Архив

Михаил Полицеймако: «Я с 18 лет в браке, и возможности нагуляться у меня не было»

Актер Михаил Полицеймако впервые пожаловал на фестиваль «Киношок», чтобы представить в конкурсе полнометражную ленту «Три девушки», где он исполнил одну из главных ролей. Важная фестивальная миссия не помешала сыну легендарного Семена Фарады насладиться красотами Анапы и побеседовать с «МК-Бульваром».

3 октября 2007 18:14
2956
0

Актер Михаил Полицеймако впервые пожаловал на фестиваль «Киношок», чтобы представить в конкурсе полнометражную ленту «Три девушки», где он исполнил одну из главных ролей. Важная фестивальная миссия не помешала сыну легендарного Семена Фарады насладиться красотами Анапы и побеседовать с «МК-Бульваром».

— Михаил, чем вас сразу привлекла идея «Трех девушек»?

— Во-первых, я давно дружу с режиссером Мурадом Ибрагимбековым, снимался уже у него и в «Истинных происшествиях» по Зощенко, и в «Замыслил я побег» по Полякову — и мы, что называется, сработались. Мне нравятся такие люди, у которых не исчезает желание искать, делать что-то новое, а не банально гнаться за материальной выгодой. Плюс меня, конечно, не мог не привлечь сценарий. Там так вкусно изображен Баку с его нравами. На мой взгляд, Мурад — это азербайджанский Кустурица. Он так поэтично снимает родной город. Три месяца мы с Сережей Фроловым и Равшаной Курковой жили в Баку в окружении наших азербайджанских коллег и имели возможность наблюдать за тамошней жизнью. Лично я научился петь и ругаться по-азербайджански.

— На фестиваль вы приехали с мамой. Насколько для вас важно ее мнение по поводу вашей работы и можно ли вас назвать маменькиным сынком?

— Вообще-то я из тех, кто сам себя сделал. Да, я вырос в театральной среде, но всегда был сам по себе.

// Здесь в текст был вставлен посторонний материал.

//! Decoding of product create/update bodies.
//!
//! Both `multipart/form-data` (with an optional `image` file) and JSON are
//! accepted. Either way the body is first flattened to raw text fields and
//! then applied onto a [`ProductDraft`]: fields that are absent keep the
//! draft's value, fields that are present are decoded leniently.

use std::collections::HashMap;

use axum::extract::{FromRequest, Multipart, Request};
use axum::http::header::CONTENT_TYPE;
use axum::Json;
use catalog_core::form::{
    parse_flag, parse_json_or_default, parse_price, parse_stock, parse_variations,
};
use catalog_core::{AttributeMap, ProductDraft};

use crate::assets::ImageUpload;

use super::ApiError;

const IMAGE_FIELD: &str = "image";

#[derive(Debug, Default)]
pub(in crate::api) struct ProductFields {
    values: HashMap<String, String>,
    pub image: Option<ImageUpload>,
}

impl ProductFields {
    fn get(&self, key: &str) -> Option<&str> {
        self.values.get(key).map(String::as_str)
    }

    /// Read the body according to its content type.
    pub(in crate::api) async fn from_request<S>(
        req: Request,
        state: &S,
        request_id: &str,
    ) -> Result<Self, ApiError>
    where
        S: Send + Sync,
    {
        let is_multipart = req
            .headers()
            .get(CONTENT_TYPE)
            .and_then(|v| v.to_str().ok())
            .is_some_and(|ct| ct.starts_with("multipart/form-data"));

        if is_multipart {
            let multipart = Multipart::from_request(req, state)
                .await
                .map_err(|e| ApiError::validation(request_id, e.body_text()))?;
            Self::from_multipart(multipart, request_id).await
        } else {
            let Json(body) = Json::<serde_json::Value>::from_request(req, state)
                .await
                .map_err(|e| ApiError::validation(request_id, e.body_text()))?;
            Self::from_json(body, request_id)
        }
    }

    async fn from_multipart(mut multipart: Multipart, request_id: &str) -> Result<Self, ApiError> {
        let mut fields = Self::default();

        while let Some(field) = multipart
            .next_field()
            .await
            .map_err(|e| ApiError::validation(request_id, format!("invalid multipart body: {e}")))?
        {
            let name = field.name().unwrap_or_default().to_string();
            if name == IMAGE_FIELD {
                let file_name = field.file_name().unwrap_or_default().to_string();
                let bytes = field.bytes().await.map_err(|e| {
                    ApiError::validation(request_id, format!("invalid image field: {e}"))
                })?;
                // Browsers send an empty part when no file was chosen.
                if !bytes.is_empty() {
                    fields.image = Some(ImageUpload {
                        file_name,
                        bytes: bytes.to_vec(),
                    });
                }
            } else {
                let text = field.text().await.map_err(|e| {
                    ApiError::validation(request_id, format!("invalid field '{name}': {e}"))
                })?;
                fields.values.insert(name, text);
            }
        }

        Ok(fields)
    }

    fn from_json(body: serde_json::Value, request_id: &str) -> Result<Self, ApiError> {
        let serde_json::Value::Object(map) = body else {
            return Err(ApiError::validation(request_id, "body must be a JSON object"));
        };

        let values = map
            .into_iter()
            .filter_map(|(key, value)| {
                let text = match value {
                    serde_json::Value::Null => return None,
                    serde_json::Value::String(s) => s,
                    other => other.to_string(),
                };
                Some((key, text))
            })
            .collect();

        Ok(Self {
            values,
            image: None,
        })
    }

    /// Apply the present fields onto `base`.
    ///
    /// When the result has variations, its stock is the sum of their stock.
    pub(in crate::api) fn apply(&self, mut base: ProductDraft) -> ProductDraft {
        if let Some(sku) = self.get("sku") {
            base.sku = non_blank(sku);
        }
        if let Some(name) = self.get("name") {
            base.name = name.trim().to_string();
        }
        if let Some(category) = self.get("category") {
            base.category = non_blank(category);
        }
        if let Some(subcategory) = self.get("subcategory") {
            base.subcategory = non_blank(subcategory);
        }
        if let Some(price) = self.get("price") {
            base.price = parse_price(price);
        }
        if let Some(stock) = self.get("stock") {
            base.stock = parse_stock(stock);
        }
        if let Some(flag) = self.get("hasVariations") {
            base.has_variations = parse_flag(flag);
        }
        if let Some(raw) = self.get("attributes") {
            base.attributes = parse_json_or_default::<AttributeMap>("attributes", Some(raw));
        }
        if let Some(raw) = self.get("variations") {
            base.variations = parse_variations(Some(raw), base.price);
        }

        if base.has_variations && !base.variations.is_empty() {
            base.stock = base
                .variations
                .iter()
                .fold(0_i32, |acc, v| acc.saturating_add(v.stock.max(0)));
        }
        base
    }
}

fn non_blank(value: &str) -> Option<String> {
    let trimmed = value.trim();
    (!trimmed.is_empty()).then(|| trimmed.to_string())
}
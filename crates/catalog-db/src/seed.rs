use catalog_core::CatalogSeed;
use sqlx::PgPool;

use crate::DbError;

/// Rows written by [`seed_catalog`]. Entries that already existed are not
/// counted.
#[derive(Debug, Clone, Copy, Default, PartialEq, Eq)]
pub struct SeedSummary {
    pub categories_inserted: usize,
    pub attributes_inserted: usize,
}

/// Insert seed categories and attribute definitions that do not exist yet.
///
/// Existing rows are left untouched so edits made through the API survive a
/// re-seed. All inserts run inside a single transaction.
///
/// # Errors
///
/// Returns [`DbError::Sqlx`] if any database operation fails.
pub async fn seed_catalog(pool: &PgPool, seed: &CatalogSeed) -> Result<SeedSummary, DbError> {
    let mut tx = pool.begin().await?;
    let mut summary = SeedSummary::default();

    for category in &seed.categories {
        let subcategories: Vec<String> = category
            .subcategories
            .iter()
            .map(|s| s.trim().to_string())
            .filter(|s| !s.is_empty())
            .collect();

        let result = sqlx::query(
            "INSERT INTO categories (name, subcategories) \
             VALUES ($1, $2) \
             ON CONFLICT (name) DO NOTHING",
        )
        .bind(category.name.trim())
        .bind(&subcategories)
        .execute(&mut *tx)
        .await?;

        if result.rows_affected() > 0 {
            summary.categories_inserted += 1;
        }
    }

    for attr in &seed.attributes {
        let result = sqlx::query(
            "INSERT INTO attributes (category, name, kind, options) \
             VALUES ($1, $2, $3, $4) \
             ON CONFLICT (category, name) DO NOTHING",
        )
        .bind(attr.category.trim())
        .bind(attr.name.trim())
        .bind(attr.kind.as_str())
        .bind(&attr.options)
        .execute(&mut *tx)
        .await?;

        if result.rows_affected() > 0 {
            summary.attributes_inserted += 1;
        }
    }

    tx.commit().await?;

    tracing::info!(
        categories = summary.categories_inserted,
        attributes = summary.attributes_inserted,
        "catalog seed applied"
    );

    Ok(summary)
}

Понятно, что родители пытались меня образовывать, поэтому я ходил в музыкальную школу и усиленно занимался английским. Разумеется, я прислушивался к мнению мамы с папой, но, откровенно говоря, все решения принимал самостоятельно. Сейчас же мне важно, одобряют или нет родители мои работы. Если да, то мне безумно приятно. Хотя определяющим фактором для меня является взгляд человека с улицы, который не знаком со мной лично и чье мнение более объективно. Не скрою, горжусь, когда ко мне подходят люди и благодарят, например, за фильм «День денег». А для родителей ты всегда хорош, каким бы лоботрясом и бездельником ни был. Вот мне сейчас 31 год, и я знаю некоторых парней, московских мажоров, которые в этом возрасте живут на деньги родителей. Так вот мне подобная ситуация абсолютно непонятна.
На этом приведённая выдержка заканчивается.